Output the opening lines of the records exactly. End with the line that contains "in error messages".

-------- Study material

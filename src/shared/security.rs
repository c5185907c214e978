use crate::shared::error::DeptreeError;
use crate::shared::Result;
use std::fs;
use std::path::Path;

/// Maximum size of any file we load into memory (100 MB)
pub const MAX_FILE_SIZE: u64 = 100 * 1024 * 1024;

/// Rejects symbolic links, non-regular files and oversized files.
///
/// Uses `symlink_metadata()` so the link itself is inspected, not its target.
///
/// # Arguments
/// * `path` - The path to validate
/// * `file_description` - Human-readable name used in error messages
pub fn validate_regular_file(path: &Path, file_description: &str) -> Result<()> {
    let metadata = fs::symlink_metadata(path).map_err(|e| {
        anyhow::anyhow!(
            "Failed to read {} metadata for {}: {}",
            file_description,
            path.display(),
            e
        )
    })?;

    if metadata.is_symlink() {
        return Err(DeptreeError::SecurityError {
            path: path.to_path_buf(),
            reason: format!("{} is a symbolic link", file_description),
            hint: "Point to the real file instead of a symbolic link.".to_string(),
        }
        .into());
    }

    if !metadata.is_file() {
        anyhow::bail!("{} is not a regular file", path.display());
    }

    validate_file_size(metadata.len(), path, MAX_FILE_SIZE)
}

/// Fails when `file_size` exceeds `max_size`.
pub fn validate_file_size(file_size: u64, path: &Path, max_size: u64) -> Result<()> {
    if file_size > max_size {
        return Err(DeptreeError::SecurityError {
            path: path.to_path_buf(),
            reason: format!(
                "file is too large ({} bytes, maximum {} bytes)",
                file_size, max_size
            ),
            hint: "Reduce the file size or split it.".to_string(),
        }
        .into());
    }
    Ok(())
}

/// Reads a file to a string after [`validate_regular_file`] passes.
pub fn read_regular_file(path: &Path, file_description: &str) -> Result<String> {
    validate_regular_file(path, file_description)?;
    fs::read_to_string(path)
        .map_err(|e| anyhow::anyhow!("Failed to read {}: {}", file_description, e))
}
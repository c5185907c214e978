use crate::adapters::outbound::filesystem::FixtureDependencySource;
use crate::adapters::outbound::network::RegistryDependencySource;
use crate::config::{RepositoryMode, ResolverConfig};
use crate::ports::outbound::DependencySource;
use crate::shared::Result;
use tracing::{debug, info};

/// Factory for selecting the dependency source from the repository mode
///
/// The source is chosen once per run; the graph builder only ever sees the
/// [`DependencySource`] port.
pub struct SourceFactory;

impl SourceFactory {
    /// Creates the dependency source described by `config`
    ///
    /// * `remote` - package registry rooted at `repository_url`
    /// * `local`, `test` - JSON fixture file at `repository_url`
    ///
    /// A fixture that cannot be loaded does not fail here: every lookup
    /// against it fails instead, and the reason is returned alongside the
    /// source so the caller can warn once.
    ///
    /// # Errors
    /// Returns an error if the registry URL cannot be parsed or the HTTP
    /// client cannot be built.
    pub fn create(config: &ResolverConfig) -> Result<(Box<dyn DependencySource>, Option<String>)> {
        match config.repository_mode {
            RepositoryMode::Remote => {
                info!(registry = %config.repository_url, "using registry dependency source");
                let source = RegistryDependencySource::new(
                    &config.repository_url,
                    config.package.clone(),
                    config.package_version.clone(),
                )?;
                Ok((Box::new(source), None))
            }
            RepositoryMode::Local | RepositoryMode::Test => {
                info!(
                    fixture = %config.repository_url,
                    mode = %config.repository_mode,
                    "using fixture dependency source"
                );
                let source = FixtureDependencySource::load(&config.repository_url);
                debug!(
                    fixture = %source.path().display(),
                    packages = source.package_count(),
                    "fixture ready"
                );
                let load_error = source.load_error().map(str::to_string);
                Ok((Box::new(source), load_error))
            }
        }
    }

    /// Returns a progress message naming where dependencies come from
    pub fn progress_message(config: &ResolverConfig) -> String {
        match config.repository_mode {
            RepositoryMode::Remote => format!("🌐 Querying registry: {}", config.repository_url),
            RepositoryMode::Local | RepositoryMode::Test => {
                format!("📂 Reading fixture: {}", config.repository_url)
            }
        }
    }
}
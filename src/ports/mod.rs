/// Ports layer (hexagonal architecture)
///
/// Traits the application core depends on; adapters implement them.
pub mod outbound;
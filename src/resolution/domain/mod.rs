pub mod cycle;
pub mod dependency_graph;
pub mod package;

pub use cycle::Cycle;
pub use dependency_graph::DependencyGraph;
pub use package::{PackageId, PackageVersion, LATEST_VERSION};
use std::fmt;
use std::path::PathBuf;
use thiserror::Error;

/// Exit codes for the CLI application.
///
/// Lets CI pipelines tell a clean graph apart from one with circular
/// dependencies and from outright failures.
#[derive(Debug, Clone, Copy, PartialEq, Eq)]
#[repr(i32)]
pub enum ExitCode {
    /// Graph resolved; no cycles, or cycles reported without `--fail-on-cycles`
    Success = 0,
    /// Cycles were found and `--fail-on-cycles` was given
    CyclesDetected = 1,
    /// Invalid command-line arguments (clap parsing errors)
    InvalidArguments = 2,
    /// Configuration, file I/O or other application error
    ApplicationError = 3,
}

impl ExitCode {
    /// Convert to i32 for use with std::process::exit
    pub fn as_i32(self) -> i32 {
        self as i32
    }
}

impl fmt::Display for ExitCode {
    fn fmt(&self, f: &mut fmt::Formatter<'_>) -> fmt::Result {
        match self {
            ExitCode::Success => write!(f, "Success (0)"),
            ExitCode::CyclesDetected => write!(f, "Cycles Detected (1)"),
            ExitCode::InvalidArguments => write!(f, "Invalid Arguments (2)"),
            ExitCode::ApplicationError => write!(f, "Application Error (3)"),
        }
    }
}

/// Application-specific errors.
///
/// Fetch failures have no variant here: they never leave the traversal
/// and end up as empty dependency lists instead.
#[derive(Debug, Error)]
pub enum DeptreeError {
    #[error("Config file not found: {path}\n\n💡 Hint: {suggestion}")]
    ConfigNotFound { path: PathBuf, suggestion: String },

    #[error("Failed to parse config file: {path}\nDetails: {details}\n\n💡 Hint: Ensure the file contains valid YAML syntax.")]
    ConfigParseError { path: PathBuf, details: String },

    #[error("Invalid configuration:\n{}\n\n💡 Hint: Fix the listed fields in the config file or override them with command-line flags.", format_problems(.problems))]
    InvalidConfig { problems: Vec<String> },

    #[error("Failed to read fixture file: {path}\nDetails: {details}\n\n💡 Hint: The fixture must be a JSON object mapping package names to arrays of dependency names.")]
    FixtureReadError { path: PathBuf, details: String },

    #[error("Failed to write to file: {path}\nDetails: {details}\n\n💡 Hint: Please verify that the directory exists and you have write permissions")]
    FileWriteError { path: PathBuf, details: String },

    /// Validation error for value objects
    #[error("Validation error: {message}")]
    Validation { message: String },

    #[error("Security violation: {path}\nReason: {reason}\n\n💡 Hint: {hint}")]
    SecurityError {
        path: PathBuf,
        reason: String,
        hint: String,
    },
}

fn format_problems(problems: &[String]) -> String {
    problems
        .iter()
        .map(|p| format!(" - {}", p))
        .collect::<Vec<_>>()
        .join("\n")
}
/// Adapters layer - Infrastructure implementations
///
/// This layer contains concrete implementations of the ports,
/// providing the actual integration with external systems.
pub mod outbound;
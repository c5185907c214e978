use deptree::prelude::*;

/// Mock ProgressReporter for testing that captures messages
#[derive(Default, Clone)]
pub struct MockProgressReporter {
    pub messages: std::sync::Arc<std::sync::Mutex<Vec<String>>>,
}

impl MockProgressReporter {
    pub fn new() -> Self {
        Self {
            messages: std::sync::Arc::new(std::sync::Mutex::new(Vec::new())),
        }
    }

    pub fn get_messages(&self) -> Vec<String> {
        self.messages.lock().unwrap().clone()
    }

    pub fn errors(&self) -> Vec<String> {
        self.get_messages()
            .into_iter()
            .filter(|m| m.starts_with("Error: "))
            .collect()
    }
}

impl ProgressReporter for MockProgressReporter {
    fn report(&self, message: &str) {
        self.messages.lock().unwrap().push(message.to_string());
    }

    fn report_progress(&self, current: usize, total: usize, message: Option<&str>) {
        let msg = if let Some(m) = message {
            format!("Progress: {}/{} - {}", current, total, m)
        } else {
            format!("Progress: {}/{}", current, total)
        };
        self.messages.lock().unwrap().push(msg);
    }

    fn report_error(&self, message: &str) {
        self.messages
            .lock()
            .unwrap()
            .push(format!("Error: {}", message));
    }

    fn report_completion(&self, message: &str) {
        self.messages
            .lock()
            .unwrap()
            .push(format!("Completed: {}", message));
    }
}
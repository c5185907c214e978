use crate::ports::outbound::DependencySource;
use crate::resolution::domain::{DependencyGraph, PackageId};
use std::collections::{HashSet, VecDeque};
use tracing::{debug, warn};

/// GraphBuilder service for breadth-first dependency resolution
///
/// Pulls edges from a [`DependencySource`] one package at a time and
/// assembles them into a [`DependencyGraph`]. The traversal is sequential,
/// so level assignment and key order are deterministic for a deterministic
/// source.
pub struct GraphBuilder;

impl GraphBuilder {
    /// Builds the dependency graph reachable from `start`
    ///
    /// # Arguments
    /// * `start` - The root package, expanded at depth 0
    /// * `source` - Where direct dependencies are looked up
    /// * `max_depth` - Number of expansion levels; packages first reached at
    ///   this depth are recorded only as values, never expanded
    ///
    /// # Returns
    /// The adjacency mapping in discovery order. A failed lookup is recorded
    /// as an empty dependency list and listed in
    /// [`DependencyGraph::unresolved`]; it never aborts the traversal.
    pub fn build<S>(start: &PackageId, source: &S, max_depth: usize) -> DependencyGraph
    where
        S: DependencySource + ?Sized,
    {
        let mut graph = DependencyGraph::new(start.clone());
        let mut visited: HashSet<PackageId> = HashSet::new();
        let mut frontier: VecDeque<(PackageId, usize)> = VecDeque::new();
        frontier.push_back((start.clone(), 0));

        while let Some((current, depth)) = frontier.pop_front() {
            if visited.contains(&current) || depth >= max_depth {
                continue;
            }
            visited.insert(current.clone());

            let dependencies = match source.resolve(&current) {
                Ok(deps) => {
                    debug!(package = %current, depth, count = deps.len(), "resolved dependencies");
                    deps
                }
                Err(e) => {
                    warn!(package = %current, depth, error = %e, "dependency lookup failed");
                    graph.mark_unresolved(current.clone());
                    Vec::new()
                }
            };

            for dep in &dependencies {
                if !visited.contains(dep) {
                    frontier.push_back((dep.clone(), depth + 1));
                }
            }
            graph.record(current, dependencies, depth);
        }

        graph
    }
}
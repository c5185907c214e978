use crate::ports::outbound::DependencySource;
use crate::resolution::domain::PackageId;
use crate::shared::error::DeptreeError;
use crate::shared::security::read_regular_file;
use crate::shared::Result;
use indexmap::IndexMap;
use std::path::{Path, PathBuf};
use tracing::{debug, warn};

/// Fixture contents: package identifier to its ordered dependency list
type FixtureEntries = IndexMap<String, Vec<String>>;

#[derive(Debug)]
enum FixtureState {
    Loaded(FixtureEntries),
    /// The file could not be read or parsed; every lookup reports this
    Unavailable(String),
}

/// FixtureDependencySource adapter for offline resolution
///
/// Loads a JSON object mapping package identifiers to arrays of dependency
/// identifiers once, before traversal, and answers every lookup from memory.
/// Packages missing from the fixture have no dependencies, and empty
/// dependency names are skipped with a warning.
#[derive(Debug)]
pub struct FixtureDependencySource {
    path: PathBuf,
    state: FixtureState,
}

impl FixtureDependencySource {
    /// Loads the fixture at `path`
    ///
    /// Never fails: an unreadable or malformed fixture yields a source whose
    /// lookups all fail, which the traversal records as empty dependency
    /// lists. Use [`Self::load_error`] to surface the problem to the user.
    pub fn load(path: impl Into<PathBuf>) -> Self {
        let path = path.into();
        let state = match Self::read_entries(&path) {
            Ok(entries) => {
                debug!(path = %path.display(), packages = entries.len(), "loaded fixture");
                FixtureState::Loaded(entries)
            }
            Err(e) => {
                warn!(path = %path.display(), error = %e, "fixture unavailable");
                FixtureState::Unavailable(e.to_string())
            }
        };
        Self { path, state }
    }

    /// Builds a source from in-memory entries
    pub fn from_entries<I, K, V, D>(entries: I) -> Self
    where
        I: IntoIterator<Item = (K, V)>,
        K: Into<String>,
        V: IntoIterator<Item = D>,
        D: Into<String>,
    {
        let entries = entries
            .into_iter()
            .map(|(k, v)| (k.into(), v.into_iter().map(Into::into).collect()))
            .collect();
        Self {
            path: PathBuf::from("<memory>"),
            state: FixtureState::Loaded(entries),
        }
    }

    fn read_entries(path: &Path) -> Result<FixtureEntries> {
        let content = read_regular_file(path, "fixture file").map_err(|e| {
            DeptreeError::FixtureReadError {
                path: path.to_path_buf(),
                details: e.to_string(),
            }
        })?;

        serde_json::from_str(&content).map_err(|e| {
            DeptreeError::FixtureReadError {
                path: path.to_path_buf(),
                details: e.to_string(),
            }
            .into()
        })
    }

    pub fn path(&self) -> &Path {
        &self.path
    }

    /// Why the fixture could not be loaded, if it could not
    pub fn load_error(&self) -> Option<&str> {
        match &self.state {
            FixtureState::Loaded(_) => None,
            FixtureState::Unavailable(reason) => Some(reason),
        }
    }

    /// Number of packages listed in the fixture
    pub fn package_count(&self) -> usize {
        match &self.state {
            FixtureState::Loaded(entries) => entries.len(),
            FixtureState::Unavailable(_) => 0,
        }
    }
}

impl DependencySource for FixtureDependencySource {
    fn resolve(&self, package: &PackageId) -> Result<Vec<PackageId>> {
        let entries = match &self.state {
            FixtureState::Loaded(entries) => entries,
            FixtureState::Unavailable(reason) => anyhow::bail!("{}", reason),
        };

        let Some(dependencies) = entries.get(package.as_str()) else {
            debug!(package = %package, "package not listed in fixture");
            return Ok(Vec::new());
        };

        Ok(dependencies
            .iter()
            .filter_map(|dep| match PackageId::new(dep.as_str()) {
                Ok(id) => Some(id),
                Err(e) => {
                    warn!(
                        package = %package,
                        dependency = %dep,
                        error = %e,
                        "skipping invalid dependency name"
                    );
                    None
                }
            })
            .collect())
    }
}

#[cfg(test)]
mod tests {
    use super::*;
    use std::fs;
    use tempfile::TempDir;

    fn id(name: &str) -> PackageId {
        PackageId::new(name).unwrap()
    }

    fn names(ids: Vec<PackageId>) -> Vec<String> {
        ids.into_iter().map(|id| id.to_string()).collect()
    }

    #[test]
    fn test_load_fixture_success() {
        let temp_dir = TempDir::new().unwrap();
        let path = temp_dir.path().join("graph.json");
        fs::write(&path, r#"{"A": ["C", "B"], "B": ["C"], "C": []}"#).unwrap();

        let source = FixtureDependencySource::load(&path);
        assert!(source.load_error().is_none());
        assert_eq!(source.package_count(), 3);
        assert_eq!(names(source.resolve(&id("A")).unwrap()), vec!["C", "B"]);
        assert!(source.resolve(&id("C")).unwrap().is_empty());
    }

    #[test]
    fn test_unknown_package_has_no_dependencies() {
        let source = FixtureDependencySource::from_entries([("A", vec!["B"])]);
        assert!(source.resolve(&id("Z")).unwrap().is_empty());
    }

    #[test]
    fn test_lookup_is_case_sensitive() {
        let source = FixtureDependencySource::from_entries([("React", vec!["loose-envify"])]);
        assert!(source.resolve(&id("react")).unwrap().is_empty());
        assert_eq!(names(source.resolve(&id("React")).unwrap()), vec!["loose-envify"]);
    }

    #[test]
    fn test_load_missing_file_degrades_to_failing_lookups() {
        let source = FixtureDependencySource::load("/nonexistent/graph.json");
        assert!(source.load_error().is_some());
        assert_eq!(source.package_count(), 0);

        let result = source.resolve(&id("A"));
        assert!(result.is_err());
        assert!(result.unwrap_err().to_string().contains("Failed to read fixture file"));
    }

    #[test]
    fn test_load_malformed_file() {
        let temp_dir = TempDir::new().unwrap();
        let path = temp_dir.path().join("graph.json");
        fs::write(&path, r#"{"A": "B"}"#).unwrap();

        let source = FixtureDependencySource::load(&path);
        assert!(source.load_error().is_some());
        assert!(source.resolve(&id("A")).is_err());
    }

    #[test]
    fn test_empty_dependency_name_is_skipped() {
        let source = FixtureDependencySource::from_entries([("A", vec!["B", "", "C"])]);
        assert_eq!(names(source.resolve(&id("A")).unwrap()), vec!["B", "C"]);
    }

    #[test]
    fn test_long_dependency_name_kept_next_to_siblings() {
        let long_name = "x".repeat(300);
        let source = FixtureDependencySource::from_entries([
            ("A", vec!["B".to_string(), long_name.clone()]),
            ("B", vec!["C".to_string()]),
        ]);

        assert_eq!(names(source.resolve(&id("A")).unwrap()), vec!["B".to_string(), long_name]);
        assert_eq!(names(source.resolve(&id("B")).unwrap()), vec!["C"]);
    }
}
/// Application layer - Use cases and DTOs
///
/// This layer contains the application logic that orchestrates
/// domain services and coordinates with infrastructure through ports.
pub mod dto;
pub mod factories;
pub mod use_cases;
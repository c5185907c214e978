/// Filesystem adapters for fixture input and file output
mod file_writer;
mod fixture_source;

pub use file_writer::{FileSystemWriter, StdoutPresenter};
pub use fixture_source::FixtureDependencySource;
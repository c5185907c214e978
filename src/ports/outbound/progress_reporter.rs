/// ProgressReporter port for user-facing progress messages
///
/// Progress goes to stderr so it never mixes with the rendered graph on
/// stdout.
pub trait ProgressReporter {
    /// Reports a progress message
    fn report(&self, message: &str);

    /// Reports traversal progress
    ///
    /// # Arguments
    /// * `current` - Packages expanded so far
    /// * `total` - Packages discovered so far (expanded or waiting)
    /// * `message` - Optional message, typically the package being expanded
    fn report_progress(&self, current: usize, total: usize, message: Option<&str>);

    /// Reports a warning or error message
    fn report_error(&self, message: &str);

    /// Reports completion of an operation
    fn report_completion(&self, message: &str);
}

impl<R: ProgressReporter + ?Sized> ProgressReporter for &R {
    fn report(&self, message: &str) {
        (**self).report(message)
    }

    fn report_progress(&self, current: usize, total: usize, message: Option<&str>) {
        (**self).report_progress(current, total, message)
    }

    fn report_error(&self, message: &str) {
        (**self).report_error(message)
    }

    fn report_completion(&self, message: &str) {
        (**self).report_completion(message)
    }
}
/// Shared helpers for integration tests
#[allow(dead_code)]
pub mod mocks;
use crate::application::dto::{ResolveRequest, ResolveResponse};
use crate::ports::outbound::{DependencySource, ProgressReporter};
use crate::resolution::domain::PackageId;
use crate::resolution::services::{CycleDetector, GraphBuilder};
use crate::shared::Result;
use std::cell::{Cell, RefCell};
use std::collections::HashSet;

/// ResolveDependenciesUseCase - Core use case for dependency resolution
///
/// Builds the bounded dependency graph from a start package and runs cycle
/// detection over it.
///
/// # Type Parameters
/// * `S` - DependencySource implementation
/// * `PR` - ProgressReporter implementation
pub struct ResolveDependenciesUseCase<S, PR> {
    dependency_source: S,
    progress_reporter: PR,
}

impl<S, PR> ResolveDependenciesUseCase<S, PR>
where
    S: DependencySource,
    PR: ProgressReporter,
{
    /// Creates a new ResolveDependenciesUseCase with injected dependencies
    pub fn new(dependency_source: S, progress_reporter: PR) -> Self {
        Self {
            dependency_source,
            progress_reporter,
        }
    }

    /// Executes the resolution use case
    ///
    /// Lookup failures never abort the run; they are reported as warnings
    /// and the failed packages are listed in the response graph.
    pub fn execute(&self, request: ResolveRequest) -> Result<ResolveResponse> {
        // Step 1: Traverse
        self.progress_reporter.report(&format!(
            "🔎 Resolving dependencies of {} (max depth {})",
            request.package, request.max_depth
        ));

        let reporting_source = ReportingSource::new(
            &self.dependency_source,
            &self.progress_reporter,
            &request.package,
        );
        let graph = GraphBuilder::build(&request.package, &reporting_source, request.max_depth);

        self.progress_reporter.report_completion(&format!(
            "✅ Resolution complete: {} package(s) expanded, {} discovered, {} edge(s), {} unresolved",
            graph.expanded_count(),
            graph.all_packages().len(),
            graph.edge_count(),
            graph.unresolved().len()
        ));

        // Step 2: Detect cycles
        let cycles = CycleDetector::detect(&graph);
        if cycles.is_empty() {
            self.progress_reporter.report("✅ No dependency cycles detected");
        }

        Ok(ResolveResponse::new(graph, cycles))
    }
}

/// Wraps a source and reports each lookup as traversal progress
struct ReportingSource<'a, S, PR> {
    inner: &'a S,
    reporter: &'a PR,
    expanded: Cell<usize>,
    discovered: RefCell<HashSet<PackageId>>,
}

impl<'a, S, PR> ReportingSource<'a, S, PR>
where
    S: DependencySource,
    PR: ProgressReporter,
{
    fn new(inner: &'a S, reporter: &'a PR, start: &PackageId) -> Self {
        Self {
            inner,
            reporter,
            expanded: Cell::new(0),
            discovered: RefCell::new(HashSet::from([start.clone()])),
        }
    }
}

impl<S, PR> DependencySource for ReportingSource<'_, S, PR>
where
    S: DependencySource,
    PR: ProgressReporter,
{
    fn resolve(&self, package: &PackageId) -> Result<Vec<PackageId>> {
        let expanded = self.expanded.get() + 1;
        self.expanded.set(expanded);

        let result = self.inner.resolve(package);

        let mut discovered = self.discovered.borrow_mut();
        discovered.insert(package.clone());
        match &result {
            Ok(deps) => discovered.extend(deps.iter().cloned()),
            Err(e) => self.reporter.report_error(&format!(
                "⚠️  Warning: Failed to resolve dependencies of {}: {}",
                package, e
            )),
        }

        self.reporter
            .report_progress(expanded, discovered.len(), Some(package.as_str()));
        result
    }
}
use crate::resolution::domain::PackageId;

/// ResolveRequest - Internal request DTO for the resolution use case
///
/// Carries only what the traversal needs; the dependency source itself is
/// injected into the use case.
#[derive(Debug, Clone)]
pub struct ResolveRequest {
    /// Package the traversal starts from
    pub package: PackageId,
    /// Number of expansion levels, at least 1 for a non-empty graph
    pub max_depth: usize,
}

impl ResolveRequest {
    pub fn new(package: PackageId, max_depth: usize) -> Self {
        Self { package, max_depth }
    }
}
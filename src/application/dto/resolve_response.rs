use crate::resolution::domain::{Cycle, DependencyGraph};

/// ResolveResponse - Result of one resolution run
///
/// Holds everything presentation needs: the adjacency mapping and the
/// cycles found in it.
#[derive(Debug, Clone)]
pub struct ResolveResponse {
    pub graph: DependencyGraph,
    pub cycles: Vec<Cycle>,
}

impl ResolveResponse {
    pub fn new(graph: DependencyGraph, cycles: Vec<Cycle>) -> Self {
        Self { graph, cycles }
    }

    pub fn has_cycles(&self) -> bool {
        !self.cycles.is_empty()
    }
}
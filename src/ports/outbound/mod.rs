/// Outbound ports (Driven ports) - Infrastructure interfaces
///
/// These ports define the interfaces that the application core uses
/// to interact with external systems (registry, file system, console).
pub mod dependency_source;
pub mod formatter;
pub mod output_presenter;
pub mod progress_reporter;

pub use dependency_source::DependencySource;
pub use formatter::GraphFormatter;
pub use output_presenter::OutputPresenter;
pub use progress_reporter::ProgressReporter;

----------------

▶ [Problem solution]
filename src/shared/security.rs
repository c5185907c214e978
use crate::shared::error::DeptreeError;
use crate::shared::Result;
use std::fs;
use std::path::Path;

/// Maximum size of any file we load into memory (100 MB)
pub const MAX_FILE_SIZE: u64 = 100 * 1024 * 1024;

/// Rejects symbolic links, non-regular files and oversized files.
///
/// Uses `symlink_metadata()` so the link itself is inspected, not its target.
///
/// # Arguments
/// * `path` - The path to validate
/// * `file_description` - Human-readable name used in error messages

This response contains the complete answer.